10 Ways to Protect Your Privacy on Social Media

Our social lives have experienced a complete upheaval in the last decade. Social media and online networking is entwined with our everyday lives. These accounts can provide us with great ways to keep in touch with friends and family, especially if you’re separated by vast physical distances. However, social media also opens up major privacy concerns, since we often reach broader audiences than we intend to. Online identities can prove problematic as people apply to jobs, build relationships, or even try to avoid cyber stalkers. Here are 10 ways to crack down on your social media privacy settings and take control over what people see.

1. Protecting Your Tweets

If your account on Twitter is public, then each tweet can potentially reach an unlimited audience. The keywords and hashtags in your posts will be searchable by the public. If you don’t need to communicate with the public at large, then you might want to consider switching over to a protected Twitter account. Protected posts are only visible to followers that have your approval. This can be an ideal way to network with your close friends, family, and audience members. It gives you an intimate space to share updates with a select group of people. Also, protected Tweets won’t be indexed by search engines, so no one will be able to view your Twitter updates when they Google you.

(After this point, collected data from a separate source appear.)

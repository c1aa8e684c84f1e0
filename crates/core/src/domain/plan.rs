//! The Plan contract and its validating constructor.
//!
//! Provider output is untrusted. `parse_plan` is the only way text becomes a
//! `Plan`: JSON syntax is checked first, then the structure is deserialized
//! with every optional field defaulted, then the remaining range rules are
//! enforced. Unknown keys are dropped and never reach the canonical form.

use serde::de::Error as _;
use serde::{Deserialize, Deserializer, Serialize};
use serde_json::{Map, Number, Value};

use crate::errors::PlanError;

pub const PLAN_CONTRACT_VERSION: &str = "1.5.0";
pub const DEFAULT_READ_LIMIT: u32 = 50;
pub const MAX_READ_LIMIT: u32 = 200;
pub const DEFAULT_ADDED_GZIP_BYTES_MAX: u64 = 5_000;
pub const DEFAULT_TTI_IMPACT_MS_MAX: u64 = 10;
pub const DEFAULT_READS_PER_ACTION_MAX: u64 = 2;

#[derive(Clone, Debug, PartialEq, Serialize, Deserialize)]
#[serde(default)]
pub struct Plan {
    pub version: String,
    pub ui: UiSection,
    pub db: DbSection,
    pub ps: PsSection,
    pub constraints: PlanConstraints,
    pub meta: PlanMeta,
}

impl Default for Plan {
    fn default() -> Self {
        Self {
            version: PLAN_CONTRACT_VERSION.to_string(),
            ui: UiSection::default(),
            db: DbSection::default(),
            ps: PsSection::default(),
            constraints: PlanConstraints::default(),
            meta: PlanMeta::default(),
        }
    }
}

#[derive(Clone, Debug, Default, PartialEq, Serialize, Deserialize)]
#[serde(default)]
pub struct UiSection {
    pub patches: Vec<PatchStep>,
}

#[derive(Clone, Debug, Default, PartialEq, Serialize, Deserialize)]
#[serde(default)]
pub struct DbSection {
    pub reads: Vec<ReadSpec>,
    pub writes: Vec<WriteSpec>,
}

#[derive(Clone, Debug, Default, PartialEq, Serialize, Deserialize)]
#[serde(default)]
pub struct PsSection {
    pub steps: Vec<PatchStep>,
}

#[derive(Clone, Copy, Debug, PartialEq, Eq, Hash, Serialize, Deserialize)]
#[serde(rename_all = "SCREAMING_SNAKE_CASE")]
pub enum PatchOp {
    CreateOrReplace,
    InsertBefore,
    InsertAfter,
    DeleteRange,
}

#[derive(Clone, Debug, PartialEq, Eq, Serialize, Deserialize)]
#[serde(rename_all = "camelCase")]
pub struct PatchStep {
    pub op: PatchOp,
    pub path: String,
    #[serde(default, skip_serializing_if = "Option::is_none")]
    pub anchor: Option<String>,
    #[serde(default, skip_serializing_if = "Option::is_none")]
    pub content: Option<String>,
    #[serde(default, skip_serializing_if = "Option::is_none")]
    pub range_start_anchor: Option<String>,
    #[serde(default, skip_serializing_if = "Option::is_none")]
    pub range_end_anchor: Option<String>,
    #[serde(default, skip_serializing_if = "Option::is_none")]
    pub note: Option<String>,
    /// Hash of the content the step expects to find at `path`.
    #[serde(default, skip_serializing_if = "Option::is_none")]
    pub sha256: Option<String>,
}

/// `[field, operator, value]`
#[derive(Clone, Debug, PartialEq, Serialize, Deserialize)]
pub struct WhereClause(pub String, pub String, pub Value);

#[derive(Clone, Debug, PartialEq, Serialize, Deserialize)]
#[serde(rename_all = "camelCase")]
pub struct ReadSpec {
    pub collection: String,
    #[serde(default, rename = "where")]
    pub filters: Vec<WhereClause>,
    #[serde(default, skip_serializing_if = "Option::is_none")]
    pub order_by: Option<String>,
    #[serde(default = "default_read_limit", deserialize_with = "integral")]
    pub limit: u32,
    #[serde(default, skip_serializing_if = "Option::is_none")]
    pub start_after: Option<Value>,
}

fn default_read_limit() -> u32 {
    DEFAULT_READ_LIMIT
}

/// Accepts any non-negative JSON number with no fractional part, so `2` and
/// `2.0` decode to the same value.
fn integral<'de, D, T>(deserializer: D) -> Result<T, D::Error>
where
    D: Deserializer<'de>,
    T: TryFrom<u64>,
{
    let number = Number::deserialize(deserializer)?;
    let whole = number.as_u64().or_else(|| {
        number
            .as_f64()
            .filter(|value| value.fract() == 0.0 && *value >= 0.0 && *value <= u64::MAX as f64)
            .map(|value| value as u64)
    });
    let whole = whole.ok_or_else(|| {
        D::Error::custom(format!("expected a non-negative integer, found {number}"))
    })?;
    T::try_from(whole).map_err(|_| D::Error::custom(format!("integer {whole} is out of range")))
}

#[derive(Clone, Copy, Debug, PartialEq, Eq, Serialize, Deserialize)]
#[serde(rename_all = "lowercase")]
pub enum WriteOp {
    Set,
    Update,
    Delete,
    Batch,
    Transaction,
}

#[derive(Clone, Debug, PartialEq, Serialize, Deserialize)]
#[serde(rename_all = "camelCase")]
pub struct WriteSpec {
    pub collection: String,
    #[serde(default, skip_serializing_if = "Option::is_none")]
    pub doc_id: Option<String>,
    pub op: WriteOp,
    #[serde(default, skip_serializing_if = "Option::is_none")]
    pub payload: Option<Map<String, Value>>,
}

#[derive(Clone, Debug, PartialEq, Eq, Serialize, Deserialize)]
#[serde(default, rename_all = "camelCase")]
pub struct PlanConstraints {
    #[serde(rename = "wcagAA")]
    pub wcag_aa: bool,
    pub least_privilege: bool,
    pub perf: PerfBudget,
}

impl Default for PlanConstraints {
    fn default() -> Self {
        Self { wcag_aa: true, least_privilege: true, perf: PerfBudget::default() }
    }
}

#[derive(Clone, Debug, PartialEq, Eq, Serialize, Deserialize)]
#[serde(default, rename_all = "camelCase")]
pub struct PerfBudget {
    #[serde(deserialize_with = "integral")]
    pub added_gzip_bytes_max: u64,
    #[serde(deserialize_with = "integral")]
    pub tti_impact_ms_max: u64,
    #[serde(deserialize_with = "integral")]
    pub reads_per_action_max: u64,
}

impl Default for PerfBudget {
    fn default() -> Self {
        Self {
            added_gzip_bytes_max: DEFAULT_ADDED_GZIP_BYTES_MAX,
            tti_impact_ms_max: DEFAULT_TTI_IMPACT_MS_MAX,
            reads_per_action_max: DEFAULT_READS_PER_ACTION_MAX,
        }
    }
}

#[derive(Clone, Debug, Default, PartialEq, Eq, Serialize, Deserialize)]
#[serde(default)]
pub struct PlanMeta {
    pub summary: String,
    pub risks: Vec<String>,
    pub verification: Vec<String>,
}

/// Parses untrusted provider text into a fully defaulted `Plan`.
pub fn parse_plan(text: &str) -> Result<Plan, PlanError> {
    let value: Value =
        serde_json::from_str(text).map_err(|error| PlanError::Parse(error.to_string()))?;

    if !value.is_object() {
        return Err(PlanError::Schema("plan document must be a JSON object".to_string()));
    }

    let plan: Plan =
        serde_json::from_value(value).map_err(|error| PlanError::Schema(error.to_string()))?;
    plan.validate()?;
    Ok(plan)
}

impl Plan {
    /// Range rules serde cannot express on its own.
    pub fn validate(&self) -> Result<(), PlanError> {
        for (index, step) in self.ui.patches.iter().enumerate() {
            validate_step("ui.patches", index, step)?;
        }
        for (index, step) in self.ps.steps.iter().enumerate() {
            validate_step("ps.steps", index, step)?;
        }

        for (index, read) in self.db.reads.iter().enumerate() {
            if read.limit == 0 || read.limit > MAX_READ_LIMIT {
                return Err(PlanError::Schema(format!(
                    "db.reads[{index}].limit must be in range 1..={MAX_READ_LIMIT}, found {}",
                    read.limit
                )));
            }
        }

        Ok(())
    }

    pub fn total_patch_content_chars(&self) -> u64 {
        self.ui
            .patches
            .iter()
            .filter_map(|patch| patch.content.as_deref())
            .map(|content| content.chars().count() as u64)
            .sum()
    }
}

fn validate_step(section: &str, index: usize, step: &PatchStep) -> Result<(), PlanError> {
    if step.path.is_empty() {
        return Err(PlanError::Schema(format!("{section}[{index}].path must not be empty")));
    }
    Ok(())
}

#[cfg(test)]
mod tests {
    use super::{parse_plan, PatchOp, Plan, WriteOp, PLAN_CONTRACT_VERSION};
    use crate::canonical::plan_hash;
    use crate::errors::PlanError;

    #[test]
    fn empty_object_yields_fully_defaulted_plan() {
        let plan = parse_plan("{}").expect("empty object is a valid plan");

        assert!(plan.ui.patches.is_empty());
        assert!(plan.db.reads.is_empty());
        assert!(plan.db.writes.is_empty());
        assert!(plan.ps.steps.is_empty());
        assert_eq!(plan.constraints.perf.reads_per_action_max, 2);
        assert_eq!(plan.constraints.perf.added_gzip_bytes_max, 5_000);
        assert_eq!(plan.constraints.perf.tti_impact_ms_max, 10);
        assert!(plan.constraints.wcag_aa);
        assert!(plan.constraints.least_privilege);
        assert_eq!(plan.version, PLAN_CONTRACT_VERSION);
        assert_eq!(plan, Plan::default());
    }

    #[test]
    fn invalid_json_is_a_parse_error() {
        let error = parse_plan("```json\n{}\n```").expect_err("markdown fence is not JSON");
        assert!(matches!(error, PlanError::Parse(_)));
    }

    #[test]
    fn non_object_documents_are_schema_errors() {
        for text in ["[]", "42", "\"plan\"", "null"] {
            let error = parse_plan(text).expect_err("non-object should fail");
            assert!(matches!(error, PlanError::Schema(_)), "unexpected error for {text}");
        }
    }

    #[test]
    fn unknown_patch_op_is_schema_error() {
        let error = parse_plan(r#"{"ui":{"patches":[{"op":"REWRITE","path":"src/App.jsx"}]}}"#)
            .expect_err("unknown op");
        assert!(matches!(error, PlanError::Schema(_)));
    }

    #[test]
    fn empty_patch_path_is_schema_error() {
        let error = parse_plan(r#"{"ps":{"steps":[{"op":"DELETE_RANGE","path":""}]}}"#)
            .expect_err("empty path");
        assert!(matches!(error, PlanError::Schema(ref message) if message.contains("ps.steps[0]")));
    }

    #[test]
    fn read_limit_out_of_range_is_schema_error() {
        let error = parse_plan(r#"{"db":{"reads":[{"collection":"products","limit":500}]}}"#)
            .expect_err("limit too large");
        assert!(matches!(error, PlanError::Schema(ref message) if message.contains("limit")));
    }

    #[test]
    fn negative_budget_is_schema_error() {
        let error = parse_plan(r#"{"constraints":{"perf":{"readsPerActionMax":-1}}}"#)
            .expect_err("negative budget");
        assert!(matches!(error, PlanError::Schema(_)));
    }

    #[test]
    fn integral_floats_decode_like_integers() {
        let float_budget = parse_plan(r#"{"constraints":{"perf":{"readsPerActionMax":2.0}}}"#)
            .expect("2.0 is an integer budget");
        let int_budget = parse_plan(r#"{"constraints":{"perf":{"readsPerActionMax":2}}}"#)
            .expect("2 is an integer budget");

        assert_eq!(float_budget, int_budget);
        assert_eq!(
            plan_hash(&float_budget).expect("hash float"),
            plan_hash(&int_budget).expect("hash int")
        );

        let plan = parse_plan(r#"{"db":{"reads":[{"collection":"products","limit":20.0}]}}"#)
            .expect("20.0 is an integer limit");
        assert_eq!(plan.db.reads[0].limit, 20);
    }

    #[test]
    fn fractional_numbers_are_schema_errors() {
        for text in [
            r#"{"constraints":{"perf":{"ttiImpactMsMax":2.5}}}"#,
            r#"{"db":{"reads":[{"collection":"products","limit":20.5}]}}"#,
            r#"{"constraints":{"perf":{"addedGzipBytesMax":"5000"}}}"#,
        ] {
            let error = parse_plan(text).expect_err("non-integral value should fail");
            assert!(matches!(error, PlanError::Schema(_)), "unexpected error for {text}");
        }
    }

    #[test]
    fn full_document_parses_with_wire_names() {
        let plan = parse_plan(
            r#"{
                "ui": {"patches": [{
                    "op": "INSERT_AFTER",
                    "path": "src/components/Sidebar.jsx",
                    "anchor": "{/* menu */}",
                    "content": "<MenuItem to=\"/ai\" />",
                    "sha256": "abc"
                }]},
                "db": {
                    "reads": [{"collection": "products", "where": [["active", "==", true]], "orderBy": "name", "limit": 20}],
                    "writes": [{"collection": "modules", "docId": "admin-ai-module", "op": "set", "payload": {"status": "READY"}}]
                },
                "constraints": {"wcagAA": false, "perf": {"readsPerActionMax": 1}},
                "meta": {"summary": "add AI menu", "risks": ["nav regression"], "extra": 1}
            }"#,
        )
        .expect("full plan");

        assert_eq!(plan.ui.patches[0].op, PatchOp::InsertAfter);
        assert_eq!(plan.db.reads[0].filters[0].0, "active");
        assert_eq!(plan.db.reads[0].limit, 20);
        assert_eq!(plan.db.writes[0].op, WriteOp::Set);
        assert_eq!(plan.db.writes[0].doc_id.as_deref(), Some("admin-ai-module"));
        assert!(!plan.constraints.wcag_aa);
        assert_eq!(plan.constraints.perf.reads_per_action_max, 1);
        assert_eq!(plan.constraints.perf.added_gzip_bytes_max, 5_000);
        assert_eq!(plan.meta.summary, "add AI menu");
        assert_eq!(plan.total_patch_content_chars(), 21);

        let round_tripped = serde_json::to_value(&plan).expect("serialize");
        assert_eq!(round_tripped["constraints"]["wcagAA"], false);
        assert_eq!(round_tripped["db"]["reads"][0]["where"][0][2], true);
        assert!(round_tripped["meta"].get("extra").is_none());
    }

    #[test]
    fn where_clause_must_be_a_triple() {
        let error = parse_plan(r#"{"db":{"reads":[{"collection":"products","where":[["active"]]}]}}"#)
            .expect_err("short where clause");
        assert!(matches!(error, PlanError::Schema(_)));
    }
}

2. Turning Off LinkedIn Activity Broadcasts

So maybe you’re looking for a job and you start following several companies on LinkedIn. The only problem is that these interactions are broadcast on your activity feed. This can alert your current employer that you’re searching for new work. Do your connections really need to know every time you make a change to your profile, follow companies, or write recommendations? If not, dig into your Activity Broadcasts setting and uncheck this feature.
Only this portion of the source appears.